Assignment — Hand back all of the records exactly as they read.

Dataset extract —
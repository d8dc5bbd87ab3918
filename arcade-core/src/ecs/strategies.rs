// Copyright 2025 John Brosnihan
//
// Licensed under the Apache License, Version 2.0 (the "License");
// you may not use this file except in compliance with the License.
// You may obtain a copy of the License at
//
//     http://www.apache.org/licenses/LICENSE-2.0
//
// Unless required by applicable law or agreed to in writing, software
// distributed under the License is distributed on an "AS IS" BASIS,
// WITHOUT WARRANTIES OR CONDITIONS OF ANY KIND, either express or implied.
// See the License for the specific language governing permissions and
// limitations under the License.
//! Built-in movement and behavior strategies

use crate::ecs::{Behavior, Entity, EntityType, Movement, TickContext};
use crate::error::BehaviorError;
use crate::events::{SimEvent, SoundCue};
use glam::Vec2;

/// Particles sprayed when a projectile connects
const HIT_BURST: usize = 8;
/// Particles sprayed when an actor is defeated
const DEFEAT_BURST: usize = 16;

/// Explicit Euler integration of acceleration and velocity
#[derive(Debug, Clone, Copy, Default)]
pub struct Ballistic;

impl Movement for Ballistic {
    fn step(&self, entity: &mut Entity, ctx: &TickContext<'_>) -> Result<(), BehaviorError> {
        entity.integrate(ctx.dt);
        Ok(())
    }
}

/// Never moves
#[derive(Debug, Clone, Copy, Default)]
pub struct Stationary;

impl Movement for Stationary {
    fn step(&self, _entity: &mut Entity, _ctx: &TickContext<'_>) -> Result<(), BehaviorError> {
        Ok(())
    }
}

/// Velocity set from the input direction each tick
#[derive(Debug, Clone, Copy)]
pub struct Steered {
    /// Units per second at full deflection
    pub speed: f32,
}

impl Movement for Steered {
    fn step(&self, entity: &mut Entity, ctx: &TickContext<'_>) -> Result<(), BehaviorError> {
        entity.vel = ctx.input.direction() * self.speed;
        entity.pos += entity.vel * ctx.dt;
        Ok(())
    }
}

/// Walk toward the nearest live entity of a type, stopping at a distance
#[derive(Debug, Clone)]
pub struct Follow {
    /// Type to follow
    pub target: EntityType,
    /// Units per second
    pub speed: f32,
    /// Center-to-center distance at which to stop
    pub distance: f32,
}

impl Movement for Follow {
    fn step(&self, entity: &mut Entity, ctx: &TickContext<'_>) -> Result<(), BehaviorError> {
        let center = entity.center();
        let nearest = ctx
            .world
            .by_type(&self.target)
            .into_iter()
            .filter(|e| e.is_live())
            .map(|e| e.center() - center)
            .min_by(|a, b| a.length_squared().total_cmp(&b.length_squared()));

        entity.vel = match nearest {
            Some(offset) if offset.length() > self.distance => {
                offset.normalize_or_zero() * self.speed
            }
            _ => Vec2::ZERO,
        };
        entity.pos += entity.vel * ctx.dt;
        Ok(())
    }
}

/// No game logic
#[derive(Debug, Clone, Copy, Default)]
pub struct Inert;

impl Behavior for Inert {}

/// Damaging shot with a lifetime
///
/// Expires when its lifetime runs out or it leaves the playfield. On touching
/// an entity of its target type (other than its owner) it queues damage,
/// sprays particles, plays a hit and destroys itself. Static level geometry
/// stops it without damage.
#[derive(Debug, Clone, Copy, Default)]
pub struct ProjectileLogic;

impl Behavior for ProjectileLogic {
    fn update(&self, entity: &mut Entity, ctx: &mut TickContext<'_>) -> Result<(), BehaviorError> {
        let id = entity.id().raw();
        let state = entity
            .payload
            .as_projectile_mut()
            .ok_or(BehaviorError::MissingPayload {
                entity: id,
                expected: "projectile",
            })?;

        state.lifetime -= ctx.dt;
        if state.lifetime <= 0.0 || !ctx.playfield.contains_point(entity.center()) {
            entity.destroy();
        }
        Ok(())
    }

    fn on_collision(
        &self,
        entity: &mut Entity,
        other: &Entity,
        ctx: &mut TickContext<'_>,
    ) -> Result<(), BehaviorError> {
        if entity.is_dead {
            return Ok(());
        }
        let state = entity
            .payload
            .as_projectile()
            .ok_or(BehaviorError::MissingPayload {
                entity: entity.id().raw(),
                expected: "projectile",
            })?;

        if Some(other.id()) == state.owner {
            return Ok(());
        }

        if other.entity_type == state.target {
            let source = state.owner.or(Some(entity.id()));
            ctx.commands.damage(other.id(), state.damage, source);
            ctx.burst(entity.center(), HIT_BURST, 0xffd040);
            ctx.play(SoundCue::Hit);
            entity.destroy();
        } else if other.is_static && !other.is_trigger {
            entity.destroy();
        }
        Ok(())
    }
}

/// Health bookkeeping for anything with `Actor` vitals
///
/// Counts down the invulnerability timer and, once health reaches zero,
/// announces the defeat and destroys the entity. Entities without vitals
/// cannot be hurt and are left alone.
#[derive(Debug, Clone, Copy, Default)]
pub struct ActorLogic;

impl Behavior for ActorLogic {
    fn update(&self, entity: &mut Entity, ctx: &mut TickContext<'_>) -> Result<(), BehaviorError> {
        let id = entity.id();
        let Some(vitals) = entity.payload.as_actor_mut() else {
            return Ok(());
        };

        vitals.tick(ctx.dt);
        if vitals.is_defeated() {
            ctx.emit(SimEvent::Defeated {
                entity: id,
                entity_type: entity.entity_type.clone(),
            });
            ctx.play(SoundCue::Defeat);
            ctx.burst(entity.center(), DEFEAT_BURST, 0xff4040);
            entity.destroy();
        }
        Ok(())
    }
}

/// Goal region that fires once when a player enters it
#[derive(Debug, Clone, Copy, Default)]
pub struct ObjectiveLogic;

impl Behavior for ObjectiveLogic {
    fn on_collision(
        &self,
        entity: &mut Entity,
        other: &Entity,
        ctx: &mut TickContext<'_>,
    ) -> Result<(), BehaviorError> {
        if other.entity_type != EntityType::PLAYER {
            return Ok(());
        }
        let id = entity.id();
        let crate::ecs::components::Payload::Objective(state) = &mut entity.payload else {
            return Err(BehaviorError::MissingPayload {
                entity: id.raw(),
                expected: "objective",
            });
        };

        if !state.reached {
            state.reached = true;
            log::info!("objective {} reached by {}", id, other.id());
            ctx.emit(SimEvent::ObjectiveReached {
                objective: id,
                by: other.id(),
            });
            ctx.play(SoundCue::Objective);
        }
        Ok(())
    }
}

Reply —
repository d8dc5bbd87ab3918
filename arcade-core/src/ecs/strategies.rs
// Copyright 2025 John Brosnihan
//
// Licensed under the Apache License, Version 2.0 (the "License");
// you may not use this file except in compliance with the License.
// You may obtain a copy of the License at
//
//     http://www.apache.org/licenses/LICENSE-2.0
//
// Unless required by applicable law or agreed to in writing, software
// distributed under the License is distributed on an "AS IS" BASIS,
// WITHOUT WARRANTIES OR CONDITIONS OF ANY KIND, either express or implied.
// See the License for the specific language governing permissions and
// limitations under the License.
//! Built-in movement and behavior strategies

use crate::ecs::{Behavior, Entity, EntityType, Movement, TickContext};
use crate::error::BehaviorError;
use crate::events::{SimEvent, SoundCue};
use glam::Vec2;

/// Particles sprayed when a projectile connects
const HIT_BURST: usize = 8;
/// Particles sprayed when an actor is defeated
const DEFEAT_BURST: usize = 16;

/// Explicit Euler integration of acceleration and velocity
#[derive(Debug, Clone, Copy, Default)]
pub struct Ballistic;

impl Movement for Ballistic {
    fn step(&self, entity: &mut Entity, ctx: &TickContext<'_>) -> Result<(), BehaviorError> {
        entity.integrate(ctx.dt);
        Ok(())
    }
}

/// Never moves
#[derive(Debug, Clone, Copy, Default)]
pub struct Stationary;

impl Movement for Stationary {
    fn step(&self, _entity: &mut Entity, _ctx: &TickContext<'_>) -> Result<(), BehaviorError> {
        Ok(())
    }
}

/// Velocity set from the input direction each tick
#[derive(Debug, Clone, Copy)]
pub struct Steered {
    /// Units per second at full deflection
    pub speed: f32,
}

impl Movement for Steered {
    fn step(&self, entity: &mut Entity, ctx: &TickContext<'_>) -> Result<(), BehaviorError> {
        entity.vel = ctx.input.direction() * self.speed;
        entity.pos += entity.vel * ctx.dt;
        Ok(())
    }
}

/// Walk toward the nearest live entity of a type, stopping at a distance
#[derive(Debug, Clone)]
pub struct Follow {
    /// Type to follow
    pub target: EntityType,
    /// Units per second
    pub speed: f32,
    /// Center-to-center distance at which to stop
    pub distance: f32,
}

impl Movement for Follow {
    fn step(&self, entity: &mut Entity, ctx: &TickContext<'_>) -> Result<(), BehaviorError> {
        let center = entity.center();
        let nearest = ctx
            .world
            .by_type(&self.target)
            .into_iter()
            .filter(|e| e.is_live())
            .map(|e| e.center() - center)
            .min_by(|a, b| a.length_squared().total_cmp(&b.length_squared()));

        entity.vel = match nearest {
            Some(offset) if offset.length() > self.distance => {
                offset.normalize_or_zero() * self.speed
            }
            _ => Vec2::ZERO,
        };
        entity.pos += entity.vel * ctx.dt;
        Ok(())
    }
}

/// No game logic
#[derive(Debug, Clone, Copy, Default)]
pub struct Inert;

impl Behavior for Inert {}

/// Damaging shot with a lifetime
///
/// Expires when its lifetime runs out or it leaves the playfield. On touching
/// an entity of its target type (other than its owner) it queues damage,
/// sprays particles, plays a hit and destroys itself. Static level geometry
/// stops it without damage.
#[derive(Debug, Clone, Copy, Default)]
pub struct ProjectileLogic;

impl Behavior for ProjectileLogic {
    fn update(&self, entity: &mut Entity, ctx: &mut TickContext<'_>) -> Result<(), BehaviorError> {
        let id = entity.id().raw();
        let state = entity
            .payload
            .as_projectile_mut()
            .ok_or(BehaviorError::MissingPayload {
                entity: id,
                expected: "projectile",
            })?;

        state.lifetime -= ctx.dt;
        if state.lifetime <= 0.0 || !ctx.playfield.contains_point(entity.center()) {
            entity.destroy();
        }
        Ok(())
    }

    fn on_collision(
        &self,
        entity: &mut Entity,
        other: &Entity,
        ctx: &mut TickContext<'_>,
    ) -> Result<(), BehaviorError> {
        if entity.is_dead {
            return Ok(());
        }
        let state = entity
            .payload
            .as_projectile()
            .ok_or(BehaviorError::MissingPayload {
                entity: entity.id().raw(),
                expected: "projectile",
            })?;

        if Some(other.id()) == state.owner {
            return Ok(());
        }

        if other.entity_type == state.target {
            let source = state.owner.or(Some(entity.id()));
            ctx.commands.damage(other.id(), state.damage, source);
            ctx.burst(entity.center(), HIT_BURST, 0xffd040);
            ctx.play(SoundCue::Hit);
            entity.destroy();
        } else if other.is_static && !other.is_trigger {
            entity.destroy();
        }
        Ok(())
    }
}

/// Health bookkeeping for anything with `Actor` vitals
///
/// Counts down the invulnerability timer and, once health reaches zero,
/// announces the defeat and destroys the entity. Entities without vitals
/// cannot be hurt and are left alone.
#[derive(Debug, Clone, Copy, Default)]
pub struct ActorLogic;

impl Behavior for ActorLogic {
    fn update(&self, entity: &mut Entity, ctx: &mut TickContext<'_>) -> Result<(), BehaviorError> {
        let id = entity.id();
        let Some(vitals) = entity.payload.as_actor_mut() else {
            return Ok(());
        };

        vitals.tick(ctx.dt);
        if vitals.is_defeated() {
            ctx.emit(SimEvent::Defeated {
                entity: id,
                entity_type: entity.entity_type.clone(),
            });
            ctx.play(SoundCue::Defeat);
            ctx.burst(entity.center(), DEFEAT_BURST, 0xff4040);
            entity.destroy();
        }
        Ok(())
    }
}

/// Goal region that fires once when a player enters it
#[derive(Debug, Clone, Copy, Default)]
pub struct ObjectiveLogic;

impl Behavior for ObjectiveLogic {
    fn on_collision(
        &self,
        entity: &mut Entity,
        other: &Entity,
        ctx: &mut TickContext<'_>,
    ) -> Result<(), BehaviorError> {
        if other.entity_type != EntityType::PLAYER {
            return Ok(());
        }
        let id = entity.id();
        let crate::ecs::components::Payload::Objective(state) = &mut entity.payload else {
            return Err(BehaviorError::MissingPayload {
                entity: id.raw(),
                expected: "objective",
            });
        };

        if !state.reached {
            state.reached = true;
            log::info!("objective {} reached by {}", id, other.id());
            ctx.emit(SimEvent::ObjectiveReached {
                objective: id,
                by: other.id(),
            });
            ctx.play(SoundCue::Objective);
        }
        Ok(())
    }
}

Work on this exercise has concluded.